This repository presents an approach to the Multi-Author Writing Style Analysis task, part of the PAN 2024 shared tasks.
This project explores a method for identifying authorship changes in Reddit posts using a fine-tuned RoBERTa model enhanced with Low-Rank Adaptation (LoRA). The objective is to detect transitions in writing style between consecutive paragraphs.
To prepare the dataset for training:
- Paragraph Segmentation: Documents were split into paragraphs using line breaks.
- Pair Formation: Consecutive paragraphs were grouped into pairs for model input.
- Tokenization: Paragraph pairs were tokenized using the RoBERTa tokenizer. Pairs exceeding 512 tokens were truncated to fit the model’s input limit.
We utilized Low Rank Adaptation (LoRA) to fine-tune RoBERTa efficiently:
- Only a subset of the model's weights was updated, reducing training overhead.
- LoRA modules were inserted into key layers to better capture stylistic patterns.
The model was evaluated using datasets of varying difficulty:
- Easy: Paragraphs span multiple topics.
- Medium: Limited topical variation; relies more on style detection.
- Hard: Paragraphs are on the same topic, requiring deep stylistic analysis.
The F1 score was used to assess performance:
F1 = 2 * (Precision * Recall) / (Precision + Recall)

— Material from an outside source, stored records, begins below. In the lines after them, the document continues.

//! PageBackend trait
//!
//! The backend wraps the templating engine, locale rendering, and the
//! "ready for usage" persistence call. The workflow only traces around it.

use async_trait::async_trait;
use pagetrace_observe::OperationContext;

use crate::error::BackendError;
use crate::model::{ContainerContext, FilledTemplate, PageSource, RenderedPage};

/// Collaborators the preparation workflow delegates to
///
/// Every call receives the context of the scope that issued it, so
/// implementations can start nested scopes of their own.
#[async_trait]
pub trait PageBackend: Send + Sync {
    /// Fetch the template for `source` and fill it for `locales`
    async fn fetch_and_fill_template(
        &self,
        cx: &OperationContext,
        source: PageSource,
        container: &ContainerContext,
        locales: &[String],
    ) -> Result<FilledTemplate, BackendError>;

    /// Configure a page from a filled template
    ///
    /// The returned page lists the locales that actually rendered.
    async fn configure_from_template(
        &self,
        cx: &OperationContext,
        container: &ContainerContext,
        template: &FilledTemplate,
        locales: &[String],
    ) -> Result<RenderedPage, BackendError>;

    /// Mark rendered templates as ready for usage
    async fn mark_ready_for_usage(
        &self,
        cx: &OperationContext,
        container: &ContainerContext,
        template_ids: &[String],
    ) -> Result<(), BackendError>;
}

| Difficulty Level | F1 Score |
|---|---|
| Easy | 0.93 |
| Medium | 0.82 |
| Hard | 0.80 |
The model performed best on the Easy dataset due to topical clues aiding style detection. Performance decreased slightly as task difficulty increased due to reduced topical diversity.

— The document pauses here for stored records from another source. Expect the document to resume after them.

//! Property suites for the state algebra and the search laws: canonical
//! idempotence, hash coherence, door periodicity, pathfinder dominance,
//! heuristic admissibility, and A* optimality against a step-level
//! reference search.

use std::cmp::Reverse;
use std::collections::{BinaryHeap, HashMap};

use proptest::prelude::{Strategy, prop};
use proptest::test_runner::{Config as ProptestConfig, TestCaseError, TestRunner};
use rand_chacha::ChaCha8Rng;
use rand_chacha::rand_core::{RngCore, SeedableRng};

use chronoban_core::solver::{Heuristic, TimePathfinder};
use chronoban_core::{
    Board, BoxInfo, Door, DoorTable, KeyId, KeySpot, Level, Meta, Playfield, SearchState,
    SolveOutcome, Solver, SolverConfig, StartState, Zobrist,
};

fn runner(cases: u32) -> TestRunner {
    TestRunner::new(ProptestConfig { cases, ..ProptestConfig::default() })
}

fn box_strategy() -> impl Strategy<Value = Vec<(Option<u8>, usize)>> {
    prop::collection::vec((prop::option::of(0u8..26), 0usize..48), 0..6)
}

fn key_strategy() -> impl Strategy<Value = Vec<(u8, usize)>> {
    prop::collection::vec((0u8..26, 0usize..48), 0..4)
}

fn build_state(boxes: &[(Option<u8>, usize)], keys: &[(u8, usize)], phase: u32) -> SearchState {
    let mut state = SearchState::new(0);
    state.boxes = boxes
        .iter()
        .map(|&(label, pos)| BoxInfo { label: label.map(KeyId), pos })
        .collect();
    state.keys_on_board = keys.iter().map(|&(key, pos)| KeySpot { key: KeyId(key), pos }).collect();
    state.phase = phase;
    state
}

#[test]
fn canonicalization_is_idempotent_and_hash_coherent() {
    let zobrist = Zobrist::new(48, 8, 7);
    runner(256)
        .run(&(box_strategy(), key_strategy(), 0u32..8), |(boxes, keys, phase)| {
            let mut state = build_state(&boxes, &keys, phase);
            state.canonicalize();
            state.rehash(&zobrist);
            let once = state.clone();

            state.canonicalize();
            state.rehash(&zobrist);
            if state != once || state.hash() != once.hash() {
                return Err(TestCaseError::fail("canonicalize is not idempotent"));
            }
            Ok(())
        })
        .expect("canonicalization law");
}

#[test]
fn unlabeled_box_permutations_collapse_to_one_hash() {
    let zobrist = Zobrist::new(48, 8, 7);
    runner(256)
        .run(
            &(box_strategy(), key_strategy(), 0u32..8, 0usize..16),
            |(boxes, keys, phase, rotation)| {
                let mut a = build_state(&boxes, &keys, phase);
                let mut b = build_state(&boxes, &keys, phase);
                if !b.boxes.is_empty() {
                    let pivot = rotation % b.boxes.len();
                    b.boxes.rotate_left(pivot);
                }
                a.canonicalize();
                b.canonicalize();
                a.rehash(&zobrist);
                b.rehash(&zobrist);
                if a != b || a.hash() != b.hash() {
                    return Err(TestCaseError::fail("permuted boxes changed the canonical state"));
                }
                Ok(())
            },
        )
        .expect("permutation law");
}

#[test]
fn door_passability_is_periodic() {
    runner(512)
        .run(
            &(0i32..6, 0i32..6, -6i32..6, proptest::bool::ANY),
            |(open, close, phase, initial)| {
                let door = Door { id: 1, open_time: open, close_time: close, phase, initial_open: initial };
                let len = door.cycle_len();
                if len <= 0 {
                    return Ok(());
                }
                for t in -12..24 {
                    if door.is_open_at(t) != door.is_open_at(t + len) {
                        return Err(TestCaseError::fail(format!(
                            "door {door:?} not periodic at t={t}"
                        )));
                    }
                }
                Ok(())
            },
        )
        .expect("periodicity law");
}

// ---------------------------------------------------------------------------
// Randomized boards
// ---------------------------------------------------------------------------

/// Deterministic small random level: bordered room, sparse interior walls,
/// one agent, `boxes` boxes with as many targets, no doors or keys.
fn random_level(seed: u64, boxes: usize, move_cost: u32, push_cost: u32) -> Option<Level> {
    let mut rng = ChaCha8Rng::seed_from_u64(seed);
    let width = 5 + (rng.next_u32() % 3) as usize;
    let height = 4 + (rng.next_u32() % 3) as usize;

    let mut board = Board::new(width, height);
    for col in 0..width {
        board.set_wall(0, col);
        board.set_wall(height - 1, col);
    }
    for row in 0..height {
        board.set_wall(row, 0);
        board.set_wall(row, width - 1);
    }
    for row in 1..height - 1 {
        for col in 1..width - 1 {
            if rng.next_u32() % 5 == 0 {
                board.set_wall(row, col);
            }
        }
    }

    let mut floors: Vec<usize> =
        (0..board.size()).filter(|&idx| !board.is_wall(idx)).collect();
    if floors.len() < 1 + 2 * boxes {
        return None;
    }
    let mut draw = |floors: &mut Vec<usize>| {
        let at = (rng.next_u32() as usize) % floors.len();
        floors.swap_remove(at)
    };

    let agent = draw(&mut floors);
    let mut start = StartState { agent: Some(agent), boxes: Vec::new(), keys: Vec::new() };
    for _ in 0..boxes {
        start.boxes.push(BoxInfo { label: None, pos: draw(&mut floors) });
    }
    for _ in 0..boxes {
        let target = draw(&mut floors);
        board.set_target(board.row_of(target), board.col_of(target));
    }
    board.compute_time_modulus(&[]);

    let meta = Meta {
        name: format!("fuzz-{seed}"),
        width,
        height,
        energy_limit: 250,
        move_cost,
        push_cost,
    };
    Some(Level { meta, board, doors: Vec::new(), start, warnings: Vec::new() })
}

type RefKey = (usize, Vec<BoxInfo>, Option<KeyId>, Vec<KeySpot>, u32);

fn reference_key(state: &SearchState) -> RefKey {
    let mut boxes: Vec<BoxInfo> = state.boxes.iter().copied().collect();
    boxes.sort_unstable();
    let mut keys: Vec<KeySpot> = state.keys_on_board.iter().copied().collect();
    keys.sort_unstable();
    (state.agent, boxes, state.key_held, keys, state.phase)
}

/// Step-level Dijkstra over the runner's own move rules. Returns
/// `None` when the state cap blew (caller skips the case), otherwise the
/// optimal energy to win, if any.
fn reference_min_energy(level: &Level, state_cap: usize) -> Option<Option<u32>> {
    let start = Playfield::new(level).expect("random level has an agent");
    let mut best: HashMap<RefKey, u32> = HashMap::new();
    let mut heap: BinaryHeap<Reverse<(u32, usize)>> = BinaryHeap::new();
    let mut fields: Vec<Playfield<'_>> = Vec::new();

    best.insert(reference_key(start.state()), 0);
    fields.push(start);
    heap.push(Reverse((0, 0)));

    while let Some(Reverse((energy, index))) = heap.pop() {
        if fields.len() > state_cap {
            return None;
        }
        let field = fields[index].clone();
        if best.get(&reference_key(field.state())).is_some_and(|&known| known < energy) {
            continue;
        }
        if field.is_won() {
            return Some(Some(energy));
        }
        for dir in chronoban_core::Dir::ALL {
            let mut next = field.clone();
            if next.apply(dir).is_err() {
                continue;
            }
            let key = reference_key(next.state());
            let cost = next.state().energy;
            if best.get(&key).is_none_or(|&known| cost < known) {
                best.insert(key, cost);
                let slot = fields.len();
                fields.push(next);
                heap.push(Reverse((cost, slot)));
            }
        }
    }
    Some(None)
}

#[test]
fn astar_matches_the_step_level_optimum() {
    runner(48)
        .run(
            &(proptest::arbitrary::any::<u64>(), 1usize..3, 0u32..3, 1u32..3),
            |(seed, boxes, move_cost, push_cost)| {
                let Some(level) = random_level(seed, boxes, move_cost, push_cost) else {
                    return Ok(());
                };
                let Some(reference) = reference_min_energy(&level, 60_000) else {
                    return Ok(());
                };
                let config =
                    SolverConfig { node_budget: 100_000, ..SolverConfig::default() };
                let solver = Solver::new(&level, config).expect("agent placed");
                let report = solver.solve();

                match (&report.outcome, reference) {
                    (SolveOutcome::BudgetExhausted, _) => Ok(()),
                    (SolveOutcome::Solved { .. }, Some(optimal)) => {
                        if report.stats.solution_cost == optimal {
                            Ok(())
                        } else {
                            Err(TestCaseError::fail(format!(
                                "seed {seed}: solver cost {} vs optimal {optimal}\n{}",
                                report.stats.solution_cost,
                                level.board.layout_diag()
                            )))
                        }
                    }
                    (SolveOutcome::NoSolution, None) => Ok(()),
                    (outcome, reference) => Err(TestCaseError::fail(format!(
                        "seed {seed}: solver said {outcome:?}, reference said {reference:?}\n{}",
                        level.board.layout_diag()
                    ))),
                }
            },
        )
        .expect("optimality law");
}

#[test]
fn heuristic_never_exceeds_the_solved_cost() {
    runner(48)
        .run(
            &(proptest::arbitrary::any::<u64>(), 1usize..3, 0u32..3, 1u32..4),
            |(seed, boxes, move_cost, push_cost)| {
                let Some(level) = random_level(seed, boxes, move_cost, push_cost) else {
                    return Ok(());
                };
                let solver = Solver::new(&level, SolverConfig::default()).expect("agent placed");
                let report = solver.solve();
                let SolveOutcome::Solved { .. } = report.outcome else {
                    return Ok(());
                };
                let heuristic = Heuristic::new(&level.board, push_cost);
                let bound = heuristic
                    .lower_bound(solver.initial_state())
                    .expect("solved level cannot be infeasible at the root");
                if bound > report.stats.solution_cost {
                    return Err(TestCaseError::fail(format!(
                        "seed {seed}: bound {bound} exceeds solved cost {}",
                        report.stats.solution_cost
                    )));
                }
                Ok(())
            },
        )
        .expect("admissibility law");
}

#[test]
fn zobrist_seed_changes_ordering_but_not_cost() {
    runner(24)
        .run(&(proptest::arbitrary::any::<u64>(), 1usize..3), |(seed, boxes)| {
            let Some(level) = random_level(seed, boxes, 1, 1) else {
                return Ok(());
            };
            let solve_with = |zobrist_seed: u64| {
                let config = SolverConfig { zobrist_seed, ..SolverConfig::default() };
                Solver::new(&level, config).expect("agent placed").solve()
            };
            let first = solve_with(11);
            let second = solve_with(92);
            let same = match (&first.outcome, &second.outcome) {
                (SolveOutcome::Solved { .. }, SolveOutcome::Solved { .. }) => {
                    first.stats.solution_cost == second.stats.solution_cost
                }
                (a, b) => a == b,
            };
            if same {
                Ok(())
            } else {
                Err(TestCaseError::fail(format!(
                    "seed {seed}: outcomes diverge across Zobrist seeds"
                )))
            }
        })
        .expect("seed invariance law");
}

#[test]
fn pathfinder_distance_dominance_on_random_door_boards() {
    runner(64)
        .run(&proptest::arbitrary::any::<u64>(), |seed| {
            let mut rng = ChaCha8Rng::seed_from_u64(seed);
            let mut board = Board::new(7, 5);
            for col in 0..7 {
                board.set_wall(0, col);
                board.set_wall(4, col);
            }
            for row in 0..5 {
                board.set_wall(row, 0);
                board.set_wall(row, 6);
            }
            for row in 1..4 {
                for col in 1..6 {
                    match rng.next_u32() % 6 {
                        0 => board.set_wall(row, col),
                        1 => board.set_door(row, col, 1 + (rng.next_u32() % 2) as u8),
                        _ => {}
                    }
                }
            }
            let doors = [
                Door {
                    id: 1,
                    open_time: 1 + (rng.next_u32() % 3) as i32,
                    close_time: (rng.next_u32() % 3) as i32,
                    phase: (rng.next_u32() % 4) as i32,
                    initial_open: rng.next_u32() % 2 == 0,
                },
                Door {
                    id: 2,
                    open_time: (rng.next_u32() % 3) as i32,
                    close_time: 1 + (rng.next_u32() % 3) as i32,
                    phase: 0,
                    initial_open: rng.next_u32() % 2 == 1,
                },
            ];
            board.compute_time_modulus(&doors);
            let table = DoorTable::new(&doors);

            let floors: Vec<usize> = (0..board.size()).filter(|&i| !board.is_wall(i)).collect();
            let origin = floors[(rng.next_u32() as usize) % floors.len()];
            let mut pathfinder = TimePathfinder::new(&board);
            pathfinder.search(&board, &table, origin, 0, []);

            for cell in 0..board.size() {
                let min = pathfinder.min_distance(cell);
                for phase in 0..board.time_modulus() {
                    if let Some(d) = pathfinder.distance_at(cell, phase)
                        && Some(d) < min
                    {
                        return Err(TestCaseError::fail(format!(
                            "seed {seed}: dist {d} at ({cell}, {phase}) beats min {min:?}"
                        )));
                    }
                }
                if let Some(expected) = min {
                    let path = pathfinder
                        .path_to(cell)
                        .unwrap_or_else(|| panic!("reachable cell {cell} has no path"));
                    if path.len() as u32 != expected {
                        return Err(TestCaseError::fail(format!(
                            "seed {seed}: path length {} disagrees with distance {expected}",
                            path.len()
                        )));
                    }
                }
            }
            Ok(())
        })
        .expect("dominance law");
}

We compared our approach with traditional and transformer-based baselines:
| Model | Easy | Medium | Hard |
|---|---|---|---|
| RoBERTa + LoRA | 0.93 | 0.82 | 0.80 |
| BERT | 0.91 | 0.63 | - |
| TF-IDF | 0.86 | 0.75 | - |
| Similarity | 0.95 | 0.72 | - |
- RoBERTa outperformed BERT due to better pretraining and contextual modeling.
- LoRA fine-tuning enabled efficient, task-specific adaptation.
- Traditional methods (e.g., TF-IDF) lacked deep contextual understanding, limiting their effectiveness on more complex datasets.
RoBERTa with LoRA offers a robust, efficient approach for multi-author style analysis. It significantly outperforms traditional methods and general-purpose transformers, especially when topical clues are limited and deeper stylistic cues must be extracted.